Volume 15 Supplement 1

Targeted Temperature Management (TTM 2014)

Open Access

Effective temperature management

  • Ian Tweedie1
BMC Emergency Medicine201515(Suppl 1):A13

https://doi.org/10.1186/1471-227X-15-S1-A13

Published: 24 June 2015

‘It is not enough just to influence body temperature – you have to control it’ (M Holzer, Therapeutic Temperature Management (TTM) 2012, Berlin). For this to be possible we need the ideal cooling equipment/technique and a reliable temperature monitoring technique. Many techniques are available [1], but only two types meet most of the ideal characteristics – automatic temperature feedback-controlled surface hydrogel pads or endovascular cooling devices.

To be fully effective, control is needed for all three phases of TTM.

Induction – the how and when are to an extent disease dependent.

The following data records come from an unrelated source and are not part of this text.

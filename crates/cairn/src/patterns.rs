//! Glob pattern normalization and matching for relative paths.

use crate::error::{LayoutError, Result};
use crate::grammar::SEGMENT_SEPARATOR;
use globset::{GlobBuilder, GlobMatcher};

/// Anchor a user glob to `/`-separated paths relative to the layout root.
///
/// A pattern without a directory part applies at every depth, so `*.pdf`
/// becomes `**/*.pdf`. Leading `./` and `/` are dropped. An empty pattern
/// is rejected rather than read as "everything".
pub fn normalize_glob_pattern(raw: &str) -> Result<String> {
    let mut pattern = raw.trim();
    loop {
        let stripped = pattern.trim_start_matches('/');
        let stripped = stripped.strip_prefix("./").unwrap_or(stripped);
        if stripped.len() == pattern.len() {
            break;
        }
        pattern = stripped;
    }

    if pattern.is_empty() {
        return Err(LayoutError::Pattern(format!(
            "'{raw}' is empty and would never select a file"
        )));
    }

    if pattern.contains(SEGMENT_SEPARATOR) {
        Ok(pattern.to_string())
    } else {
        Ok(format!("**{SEGMENT_SEPARATOR}{pattern}"))
    }
}

/// Build a case-insensitive matcher from a raw pattern.
///
/// `*` does not cross `/`, so `genre=*/*.txt` only matches one level deep.
pub fn build_matcher(raw_pattern: &str) -> Result<GlobMatcher> {
    let normalized = normalize_glob_pattern(raw_pattern)?;
    GlobBuilder::new(&normalized)
        .case_insensitive(true)
        .literal_separator(true)
        .build()
        .map(|g| g.compile_matcher())
        .map_err(|e| LayoutError::Pattern(format!("{raw_pattern}: {e}")))
}
use {
    crate::error::SetupError,
    tracing_subscriber::{fmt::format::FmtSpan, EnvFilter},
};

/// Installs a fmt subscriber filtered by `level`, e.g.
/// `WARN,notify_client=DEBUG`. Meant for binaries and tests; the library
/// itself only emits events.
pub fn init(level: &str) -> Result<(), SetupError> {
    tracing_subscriber::fmt()
        .with_env_filter(EnvFilter::new(level))
        .with_span_events(FmtSpan::CLOSE)
        .with_ansi(std::env::var("ANSI_LOGS").is_ok())
        .try_init()
        .map_err(|e| SetupError::Logging(e.to_string()))
}
//! In-process relay. Every [`LoopbackConnection`] behaves like one websocket
//! connection to the relay network.

use {
    super::{InboundMessage, Transport, TransportError},
    async_trait::async_trait,
    chrono::{DateTime, Utc},
    futures::{stream::BoxStream, StreamExt},
    parking_lot::Mutex,
    relay_rpc::domain::Topic,
    std::{collections::HashMap, sync::Arc, time::Duration},
    tokio::sync::mpsc,
    tokio_stream::wrappers::UnboundedReceiverStream,
    tracing::debug,
};

type ConnectionId = u64;

struct Subscriber {
    connection: ConnectionId,
    sender: mpsc::UnboundedSender<InboundMessage>,
}

struct Stored {
    from: ConnectionId,
    expiry: DateTime<Utc>,
    message: InboundMessage,
}

#[derive(Default)]
struct RelayState {
    next_connection: ConnectionId,
    subscribers: HashMap<Topic, Vec<Subscriber>>,
    /// Messages nobody was subscribed to yet, kept until their TTL runs out
    mailbox: HashMap<Topic, Vec<Stored>>,
}

#[derive(Clone, Default)]
pub struct LoopbackRelay {
    state: Arc<Mutex<RelayState>>,
}

impl LoopbackRelay {
    pub fn new() -> Self {
        Self::default()
    }

    pub fn connect(&self) -> LoopbackConnection {
        let mut state = self.state.lock();
        state.next_connection += 1;
        LoopbackConnection {
            id: state.next_connection,
            relay: self.clone(),
        }
    }

    /// Number of live subscriptions on `topic`.
    pub fn subscriber_count(&self, topic: &Topic) -> usize {
        self.state
            .lock()
            .subscribers
            .get(topic)
            .map(|subscribers| {
                subscribers
                    .iter()
                    .filter(|subscriber| !subscriber.sender.is_closed())
                    .count()
            })
            .unwrap_or(0)
    }

    fn deliver(&self, from: ConnectionId, message: InboundMessage, ttl: Duration) {
        let mut state = self.state.lock();
        let mut delivered = false;
        if let Some(subscribers) = state.subscribers.get_mut(&message.topic) {
            subscribers.retain(|subscriber| !subscriber.sender.is_closed());
            for subscriber in subscribers.iter().filter(|s| s.connection != from) {
                delivered |= subscriber.sender.send(message.clone()).is_ok();
            }
        }

        if !delivered {
            debug!("No subscriber for {}, holding message", message.topic);
            let expiry = message.published_at
                + chrono::Duration::from_std(ttl).unwrap_or(chrono::Duration::zero());
            state
                .mailbox
                .entry(message.topic.clone())
                .or_default()
                .push(Stored {
                    from,
                    expiry,
                    message,
                });
        }
    }

    fn subscribe(&self, connection: ConnectionId, topic: Topic) -> BoxStream<'static, InboundMessage> {
        let (sender, receiver) = mpsc::unbounded_channel();
        let mut state = self.state.lock();

        if let Some(stored) = state.mailbox.remove(&topic) {
            let now = Utc::now();
            let (mine, held): (Vec<_>, Vec<_>) =
                stored.into_iter().partition(|stored| stored.from == connection);
            for stored in held.into_iter().filter(|stored| stored.expiry > now) {
                let _ = sender.send(stored.message);
            }
            if !mine.is_empty() {
                state.mailbox.insert(topic.clone(), mine);
            }
        }

        let subscribers = state.subscribers.entry(topic).or_default();
        subscribers.retain(|subscriber| subscriber.connection != connection);
        subscribers.push(Subscriber { connection, sender });

        UnboundedReceiverStream::new(receiver).boxed()
    }

    fn unsubscribe(&self, connection: ConnectionId, topic: &Topic) {
        let mut state = self.state.lock();
        if let Some(subscribers) = state.subscribers.get_mut(topic) {
            subscribers.retain(|subscriber| subscriber.connection != connection);
            if subscribers.is_empty() {
                state.subscribers.remove(topic);
            }
        }
    }

    fn disconnect(&self, connection: ConnectionId) {
        let mut state = self.state.lock();
        for subscribers in state.subscribers.values_mut() {
            subscribers.retain(|subscriber| subscriber.connection != connection);
        }
        state.subscribers.retain(|_, subscribers| !subscribers.is_empty());
    }
}

/// Dropping the connection ends all of its subscriptions.
pub struct LoopbackConnection {
    id: ConnectionId,
    relay: LoopbackRelay,
}

impl Drop for LoopbackConnection {
    fn drop(&mut self) {
        self.relay.disconnect(self.id);
    }
}

#[async_trait]
impl Transport for LoopbackConnection {
    async fn publish(
        &self,
        topic: Topic,
        message: Arc<str>,
        tag: u32,
        ttl: Duration,
    ) -> Result<(), TransportError> {
        let message = InboundMessage {
            topic,
            message,
            tag,
            published_at: Utc::now(),
        };
        self.relay.deliver(self.id, message, ttl);
        Ok(())
    }

    async fn subscribe(
        &self,
        topic: Topic,
    ) -> Result<BoxStream<'static, InboundMessage>, TransportError> {
        Ok(self.relay.subscribe(self.id, topic))
    }

    async fn unsubscribe(&self, topic: &Topic) -> Result<(), TransportError> {
        self.relay.unsubscribe(self.id, topic);
        Ok(())
    }
}
use std::time::Duration;

// https://specs.walletconnect.com/2.0/specs/clients/notify/rpc-methods
pub const NOTIFY_SUBSCRIBE_METHOD: &str = "wc_notifySubscribe";
pub const NOTIFY_MESSAGE_METHOD: &str = "wc_notifyMessage";
pub const NOTIFY_DELETE_METHOD: &str = "wc_notifyDelete";
pub const NOTIFY_UPDATE_METHOD: &str = "wc_notifyUpdate";
pub const NOTIFY_WATCH_SUBSCRIPTIONS_METHOD: &str = "wc_notifyWatchSubscriptions";
pub const NOTIFY_SUBSCRIPTIONS_CHANGED_METHOD: &str = "wc_notifySubscriptionsChanged";

pub const NOTIFY_SUBSCRIBE_TAG: u32 = 4000;
pub const NOTIFY_SUBSCRIBE_RESPONSE_TAG: u32 = 4001;
pub const NOTIFY_MESSAGE_TAG: u32 = 4002;
pub const NOTIFY_MESSAGE_RESPONSE_TAG: u32 = 4003;
pub const NOTIFY_DELETE_TAG: u32 = 4004;
pub const NOTIFY_DELETE_RESPONSE_TAG: u32 = 4005;
pub const NOTIFY_UPDATE_TAG: u32 = 4008;
pub const NOTIFY_UPDATE_RESPONSE_TAG: u32 = 4009;
pub const NOTIFY_WATCH_SUBSCRIPTIONS_TAG: u32 = 4010;
pub const NOTIFY_WATCH_SUBSCRIPTIONS_RESPONSE_TAG: u32 = 4011;
pub const NOTIFY_SUBSCRIPTIONS_CHANGED_TAG: u32 = 4012;
pub const NOTIFY_SUBSCRIPTIONS_CHANGED_RESPONSE_TAG: u32 = 4013;

const T30_DAYS: Duration = Duration::from_secs(30 * 24 * 60 * 60);
const T5_MINUTES: Duration = Duration::from_secs(5 * 60);

pub const NOTIFY_SUBSCRIBE_TTL: Duration = T30_DAYS;
pub const NOTIFY_SUBSCRIBE_RESPONSE_TTL: Duration = T30_DAYS;
pub const NOTIFY_MESSAGE_TTL: Duration = T30_DAYS;
pub const NOTIFY_MESSAGE_RESPONSE_TTL: Duration = T30_DAYS;
pub const NOTIFY_DELETE_TTL: Duration = T30_DAYS;
pub const NOTIFY_DELETE_RESPONSE_TTL: Duration = T30_DAYS;
pub const NOTIFY_UPDATE_TTL: Duration = T30_DAYS;
pub const NOTIFY_UPDATE_RESPONSE_TTL: Duration = T30_DAYS;
pub const NOTIFY_WATCH_SUBSCRIPTIONS_TTL: Duration = T5_MINUTES;
pub const NOTIFY_WATCH_SUBSCRIPTIONS_RESPONSE_TTL: Duration = T5_MINUTES;
pub const NOTIFY_SUBSCRIPTIONS_CHANGED_TTL: Duration = T5_MINUTES;
pub const NOTIFY_SUBSCRIPTIONS_CHANGED_RESPONSE_TTL: Duration = T5_MINUTES;

// JWT `act` claims
pub const NOTIFY_SUBSCRIBE_ACT: &str = "notify_subscription";
pub const NOTIFY_SUBSCRIBE_RESPONSE_ACT: &str = "notify_subscription_response";
pub const NOTIFY_MESSAGE_ACT: &str = "notify_message";
pub const NOTIFY_MESSAGE_RESPONSE_ACT: &str = "notify_message_response";
pub const NOTIFY_DELETE_ACT: &str = "notify_delete";
pub const NOTIFY_DELETE_RESPONSE_ACT: &str = "notify_delete_response";
pub const NOTIFY_UPDATE_ACT: &str = "notify_update";
pub const NOTIFY_UPDATE_RESPONSE_ACT: &str = "notify_update_response";
pub const NOTIFY_WATCH_SUBSCRIPTIONS_ACT: &str = "notify_watch_subscriptions";
pub const NOTIFY_WATCH_SUBSCRIPTIONS_RESPONSE_ACT: &str = "notify_watch_subscriptions_response";
pub const NOTIFY_SUBSCRIPTIONS_CHANGED_ACT: &str = "notify_subscriptions_changed";
pub const NOTIFY_SUBSCRIPTIONS_CHANGED_RESPONSE_ACT: &str =
    "notify_subscriptions_changed_response";

// Keys server
pub const KEYS_SERVER_IDENTITY_ENDPOINT: &str = "/identity";
pub const UNREGISTER_IDENTITY_ACT: &str = "unregister_identity";
pub const UNREGISTER_IDENTITY_TTL: Duration = Duration::from_secs(60 * 60);
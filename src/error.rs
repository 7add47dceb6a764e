//! Errors of the process around the client: environment, `.env` and log
//! setup. Client commands fail with [`NotifyClientError`].

pub use crate::{
    client::error::{InboundMessageError, NotifyClientError},
    repository::RepositoryError,
    storage::StorageError,
};

#[derive(Debug, thiserror::Error)]
pub enum SetupError {
    #[error("Failed to read the environment: {0}")]
    Env(#[from] envy::Error),

    #[error("Failed to load .env: {0}")]
    DotEnv(#[from] dotenvy::Error),

    #[error("Failed to install the log subscriber: {0}")]
    Logging(String),
}
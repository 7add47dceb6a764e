//! Keyed, partitioned record store with change listeners.
//!
//! Records are addressed by `(partition, id)`. The id is extracted from the
//! record itself by the key function given at construction time, the
//! partition is chosen by the caller on every write.

use {
    parking_lot::{Mutex, RwLock},
    serde::{de::DeserializeOwned, Serialize},
    std::{collections::HashMap, sync::Arc},
    tracing::debug,
};

pub mod backend;
pub mod error;

pub use {
    backend::{FileBackend, MemoryBackend, StorageBackend},
    error::StorageError,
};

pub type Result<T> = std::result::Result<T, StorageError>;

/// Extracts the record id used for upserts and lookups.
pub type KeyFn<T> = fn(&T) -> &str;

/// Invoked after every completed mutation. Listeners re-query the store they
/// are handed; they must not mutate it.
pub type Listener<T> = Box<dyn Fn(&KeyedStore<T>) + Send + Sync>;

pub struct KeyedStore<T> {
    namespace: String,
    key: KeyFn<T>,
    backend: Arc<dyn StorageBackend>,
    partitions: RwLock<HashMap<String, Vec<T>>>,
    // Serializes mutations together with their notifications so listeners
    // observe changes in the order they were applied.
    mutation: Mutex<()>,
    listeners: RwLock<Vec<Listener<T>>>,
}

impl<T> KeyedStore<T>
where
    T: Clone + Serialize + DeserializeOwned + Send + Sync + 'static,
{
    /// Opens the store, loading whatever `backend` already holds for
    /// `namespace`.
    pub fn open(
        namespace: impl Into<String>,
        backend: Arc<dyn StorageBackend>,
        key: KeyFn<T>,
    ) -> Result<Self> {
        let namespace = namespace.into();
        let partitions = backend
            .load(&namespace)?
            .into_iter()
            .map(|(partition, bytes)| Ok((partition, rmp_serde::from_slice::<Vec<T>>(&bytes)?)))
            .collect::<Result<HashMap<_, _>>>()?;
        debug!(
            "Opened store {namespace} with {} partitions",
            partitions.len()
        );

        Ok(Self {
            namespace,
            key,
            backend,
            partitions: RwLock::new(partitions),
            mutation: Mutex::new(()),
            listeners: RwLock::new(Vec::new()),
        })
    }

    pub fn namespace(&self) -> &str {
        &self.namespace
    }

    /// Inserts `element` into `partition`, replacing a record with the same id.
    pub fn set(&self, element: T, partition: &str) -> Result<()> {
        let key = self.key;
        self.mutate(partition, |records| {
            let id = key(&element);
            match records.iter_mut().find(|record| key(record) == id) {
                Some(existing) => *existing = element,
                None => records.push(element),
            }
            true
        })
    }

    /// Every record in every partition.
    pub fn get_all(&self) -> Vec<T> {
        self.partitions
            .read()
            .values()
            .flat_map(|records| records.iter().cloned())
            .collect()
    }

    pub fn get_all_in(&self, partition: &str) -> Vec<T> {
        self.partitions
            .read()
            .get(partition)
            .cloned()
            .unwrap_or_default()
    }

    /// Looks a record up by id alone. Returns the record with the partition
    /// it lives in.
    pub fn find(&self, id: &str) -> Option<(T, String)> {
        self.partitions
            .read()
            .iter()
            .find_map(|(partition, records)| {
                records
                    .iter()
                    .find(|record| (self.key)(record) == id)
                    .map(|record| (record.clone(), partition.clone()))
            })
    }

    /// Removes one record. Deleting an absent record does nothing.
    pub fn delete(&self, id: &str, partition: &str) -> Result<()> {
        let key = self.key;
        self.mutate(partition, |records| {
            let before = records.len();
            records.retain(|record| key(record) != id);
            records.len() != before
        })
    }

    pub fn delete_all(&self, partition: &str) -> Result<()> {
        self.mutate(partition, |records| {
            records.clear();
            true
        })
    }

    /// Swaps the whole content of `partition` for `elements` in one write.
    pub fn replace(&self, elements: Vec<T>, partition: &str) -> Result<()> {
        let key = self.key;
        self.mutate(partition, move |records| {
            records.clear();
            for element in elements {
                // Later duplicates win, same as a sequence of `set` calls
                match records.iter_mut().find(|record| key(record) == key(&element)) {
                    Some(existing) => *existing = element,
                    None => records.push(element),
                }
            }
            true
        })
    }

    pub fn on_update(&self, listener: impl Fn(&KeyedStore<T>) + Send + Sync + 'static) {
        self.listeners.write().push(Box::new(listener));
    }

    /// Applies `change` to a copy of `partition`, persists the copy and only
    /// then publishes it. `change` returns false when nothing changed.
    fn mutate(&self, partition: &str, change: impl FnOnce(&mut Vec<T>) -> bool) -> Result<()> {
        let _mutation = self.mutation.lock();

        let mut records = self
            .partitions
            .read()
            .get(partition)
            .cloned()
            .unwrap_or_default();
        if !change(&mut records) {
            return Ok(());
        }

        self.persist(partition, &records)?;
        {
            let mut partitions = self.partitions.write();
            if records.is_empty() {
                partitions.remove(partition);
            } else {
                partitions.insert(partition.to_owned(), records);
            }
        }

        for listener in self.listeners.read().iter() {
            listener(self);
        }
        Ok(())
    }

    fn persist(&self, partition: &str, records: &[T]) -> Result<()> {
        if records.is_empty() {
            return self
                .backend
                .write_partition(&self.namespace, partition, None);
        }
        let bytes = rmp_serde::to_vec_named(records)?;
        self.backend
            .write_partition(&self.namespace, partition, Some(&bytes))
    }
}

#[cfg(test)]
mod tests {
    use {
        super::*,
        serde::Deserialize,
        std::sync::atomic::{AtomicBool, AtomicUsize, Ordering},
    };

    #[derive(Debug, Clone, PartialEq, Eq, Serialize, Deserialize)]
    struct Record {
        id: String,
        value: u32,
    }

    fn record(id: &str, value: u32) -> Record {
        Record {
            id: id.to_owned(),
            value,
        }
    }

    fn record_id(record: &Record) -> &str {
        &record.id
    }

    fn open(backend: Arc<dyn StorageBackend>) -> KeyedStore<Record> {
        KeyedStore::open("records", backend, record_id).unwrap()
    }

    fn sorted(mut records: Vec<Record>) -> Vec<Record> {
        records.sort_by(|a, b| a.id.cmp(&b.id));
        records
    }

    /// Fails every write while `failing` is set.
    #[derive(Default)]
    struct FlakyBackend {
        inner: MemoryBackend,
        failing: AtomicBool,
    }

    impl StorageBackend for FlakyBackend {
        fn load(&self, namespace: &str) -> Result<HashMap<String, Vec<u8>>> {
            self.inner.load(namespace)
        }

        fn write_partition(
            &self,
            namespace: &str,
            partition: &str,
            bytes: Option<&[u8]>,
        ) -> Result<()> {
            if self.failing.load(Ordering::SeqCst) {
                return Err(StorageError::Other("disk full".to_owned()));
            }
            self.inner.write_partition(namespace, partition, bytes)
        }
    }

    #[test]
    fn set_upserts_by_extracted_id() {
        let store = open(Arc::new(MemoryBackend::new()));
        store.set(record("a", 1), "p").unwrap();
        store.set(record("a", 2), "p").unwrap();
        store.set(record("b", 3), "p").unwrap();

        assert_eq!(
            sorted(store.get_all_in("p")),
            vec![record("a", 2), record("b", 3)]
        );
    }

    #[test]
    fn same_id_in_different_partitions_is_two_records() {
        let store = open(Arc::new(MemoryBackend::new()));
        store.set(record("a", 1), "p1").unwrap();
        store.set(record("a", 2), "p2").unwrap();

        assert_eq!(store.get_all().len(), 2);
        assert_eq!(store.get_all_in("p1"), vec![record("a", 1)]);
        assert_eq!(store.get_all_in("p2"), vec![record("a", 2)]);
    }

    #[test]
    fn find_returns_owning_partition() {
        let store = open(Arc::new(MemoryBackend::new()));
        store.set(record("a", 1), "p1").unwrap();
        store.set(record("b", 2), "p2").unwrap();

        assert_eq!(store.find("b"), Some((record("b", 2), "p2".to_owned())));
        assert_eq!(store.find("c"), None);
    }

    #[test]
    fn delete_absent_is_a_silent_no_op() {
        let store = open(Arc::new(MemoryBackend::new()));
        let calls = Arc::new(AtomicUsize::new(0));
        store.on_update({
            let calls = calls.clone();
            move |_| {
                calls.fetch_add(1, Ordering::SeqCst);
            }
        });

        store.delete("missing", "p").unwrap();
        assert_eq!(calls.load(Ordering::SeqCst), 0);

        store.set(record("a", 1), "p").unwrap();
        store.delete("a", "p").unwrap();
        assert!(store.get_all().is_empty());
        assert_eq!(calls.load(Ordering::SeqCst), 2);
    }

    #[test]
    fn delete_all_only_touches_one_partition() {
        let store = open(Arc::new(MemoryBackend::new()));
        store.set(record("a", 1), "p1").unwrap();
        store.set(record("b", 2), "p1").unwrap();
        store.set(record("c", 3), "p2").unwrap();

        store.delete_all("p1").unwrap();
        assert!(store.get_all_in("p1").is_empty());
        assert_eq!(store.get_all(), vec![record("c", 3)]);
    }

    #[test]
    fn replace_swaps_partition_and_notifies_once() {
        let store = open(Arc::new(MemoryBackend::new()));
        store.set(record("a", 1), "p").unwrap();
        store.set(record("b", 2), "p").unwrap();
        store.set(record("z", 9), "other").unwrap();

        let snapshots = Arc::new(Mutex::new(Vec::new()));
        store.on_update({
            let snapshots = snapshots.clone();
            move |store| snapshots.lock().push(sorted(store.get_all_in("p")))
        });

        store
            .replace(vec![record("b", 20), record("c", 30)], "p")
            .unwrap();

        assert_eq!(
            *snapshots.lock(),
            vec![vec![record("b", 20), record("c", 30)]]
        );
        assert_eq!(store.get_all_in("other"), vec![record("z", 9)]);
    }

    #[test]
    fn every_listener_is_notified() {
        let store = open(Arc::new(MemoryBackend::new()));
        let first = Arc::new(AtomicUsize::new(0));
        let second = Arc::new(AtomicUsize::new(0));
        for counter in [first.clone(), second.clone()] {
            store.on_update(move |_| {
                counter.fetch_add(1, Ordering::SeqCst);
            });
        }

        store.set(record("a", 1), "p").unwrap();
        assert_eq!(first.load(Ordering::SeqCst), 1);
        assert_eq!(second.load(Ordering::SeqCst), 1);
    }

    #[test]
    fn failed_write_leaves_memory_untouched() {
        let backend = Arc::new(FlakyBackend::default());
        let store = open(backend.clone());
        store.set(record("a", 1), "p").unwrap();

        let calls = Arc::new(AtomicUsize::new(0));
        store.on_update({
            let calls = calls.clone();
            move |_| {
                calls.fetch_add(1, Ordering::SeqCst);
            }
        });

        backend.failing.store(true, Ordering::SeqCst);
        assert!(matches!(
            store.replace(vec![record("b", 2)], "p"),
            Err(StorageError::Other(_))
        ));
        assert!(store.set(record("c", 3), "p").is_err());
        assert!(store.delete_all("p").is_err());

        assert_eq!(store.get_all_in("p"), vec![record("a", 1)]);
        assert_eq!(calls.load(Ordering::SeqCst), 0);

        // Durable view agrees with memory
        backend.failing.store(false, Ordering::SeqCst);
        let reopened = open(backend);
        assert_eq!(reopened.get_all_in("p"), vec![record("a", 1)]);
    }

    #[test]
    fn reopening_restores_persisted_partitions() {
        let dir = tempfile::tempdir().unwrap();
        {
            let store = open(Arc::new(FileBackend::new(dir.path()).unwrap()));
            store.set(record("a", 1), "eip155:1:0xabc").unwrap();
            store.set(record("b", 2), "eip155:1:0xdef").unwrap();
            store.set(record("c", 3), "eip155:1:0xdef").unwrap();
            store.delete("c", "eip155:1:0xdef").unwrap();
        }

        let store = open(Arc::new(FileBackend::new(dir.path()).unwrap()));
        assert_eq!(store.get_all_in("eip155:1:0xabc"), vec![record("a", 1)]);
        assert_eq!(store.get_all_in("eip155:1:0xdef"), vec![record("b", 2)]);
    }

    #[test]
    fn emptied_partition_is_removed_from_backend() {
        let backend = Arc::new(MemoryBackend::new());
        let store = open(backend.clone());
        store.set(record("a", 1), "p").unwrap();
        store.delete("a", "p").unwrap();
        assert!(backend.load("records").unwrap().is_empty());
    }
}
//! Per-key protocol state.
//!
//! Accounts are keyed by their CAIP-10 string, subscribe attempts by
//! `{account}/{app domain}` and live subscriptions by topic. Keys without an
//! entry are in whatever state the caller derives from storage.

use {
    super::error::NotifyClientError,
    parking_lot::Mutex,
    std::collections::HashMap,
    tracing::debug,
};

#[derive(Debug, Clone, Copy, PartialEq, Eq, Hash)]
pub enum LifecycleState {
    Idle,
    Registering,
    Registered,
    Subscribing,
    Active,
    Updating,
    Deleting,
    Removed,
}

impl LifecycleState {
    /// A round trip is in flight for the key.
    pub fn is_in_progress(self) -> bool {
        matches!(
            self,
            Self::Registering | Self::Subscribing | Self::Updating | Self::Deleting
        )
    }

    fn permits(self, next: Self) -> bool {
        use LifecycleState::*;
        matches!(
            (self, next),
            (Idle | Registered, Registering) | (Idle, Subscribing) | (Active, Updating | Deleting)
        )
    }
}

#[derive(Debug, Default)]
pub struct Lifecycle {
    states: Mutex<HashMap<String, LifecycleState>>,
}

impl Lifecycle {
    pub fn new() -> Self {
        Self::default()
    }

    pub fn state(&self, key: &str) -> Option<LifecycleState> {
        self.states.lock().get(key).copied()
    }

    pub fn set(&self, key: impl Into<String>, state: LifecycleState) {
        self.states.lock().insert(key.into(), state);
    }

    pub fn forget(&self, key: &str) {
        self.states.lock().remove(key);
    }

    /// Moves `key` into the in-progress state `during`. `fallback` is the
    /// state assumed when nothing is recorded for the key.
    ///
    /// The returned [`Transition`] puts the key back where it was unless it is
    /// completed, so an error, a timeout or a dropped future all revert.
    pub fn begin(
        &self,
        key: impl Into<String>,
        fallback: LifecycleState,
        during: LifecycleState,
    ) -> Result<Transition<'_>, NotifyClientError> {
        let key = key.into();
        let mut states = self.states.lock();
        let previous = states.get(&key).copied();
        let current = previous.unwrap_or(fallback);

        if current.is_in_progress() {
            return Err(NotifyClientError::OperationInProgress(key));
        }
        if !current.permits(during) {
            return Err(NotifyClientError::InvalidTransition {
                key,
                from: current,
                to: during,
            });
        }

        debug!("{key}: {current:?} -> {during:?}");
        states.insert(key.clone(), during);
        Ok(Transition {
            lifecycle: self,
            key,
            previous,
            done: false,
        })
    }
}

#[must_use = "dropping a transition reverts it"]
pub struct Transition<'a> {
    lifecycle: &'a Lifecycle,
    key: String,
    previous: Option<LifecycleState>,
    done: bool,
}

impl Transition<'_> {
    pub fn key(&self) -> &str {
        &self.key
    }

    /// Ends the operation in `state`, or with no recorded state for `None`.
    pub fn complete(mut self, state: Option<LifecycleState>) {
        debug!("{}: done, now {state:?}", self.key);
        self.done = true;
        self.settle(state);
    }

    fn settle(&self, state: Option<LifecycleState>) {
        let mut states = self.lifecycle.states.lock();
        match state {
            Some(state) => states.insert(self.key.clone(), state),
            None => states.remove(&self.key),
        };
    }
}

impl Drop for Transition<'_> {
    fn drop(&mut self) {
        if !self.done {
            debug!("{}: abandoned, back to {:?}", self.key, self.previous);
            self.settle(self.previous);
        }
    }
}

The evidence is mainly animal based [2] and the human evidence can be conflicting [3], although the suggestion appears to be the sooner the better. Decision to target temperature times are similar for both types of devices, but may be enhanced with the use of adjuncts, such as intravenous infusion of cold fluids. Surface cooling is negatively influenced by obesity and pyrexia, with 32% of patients failing to reach the target in <12 hours [4].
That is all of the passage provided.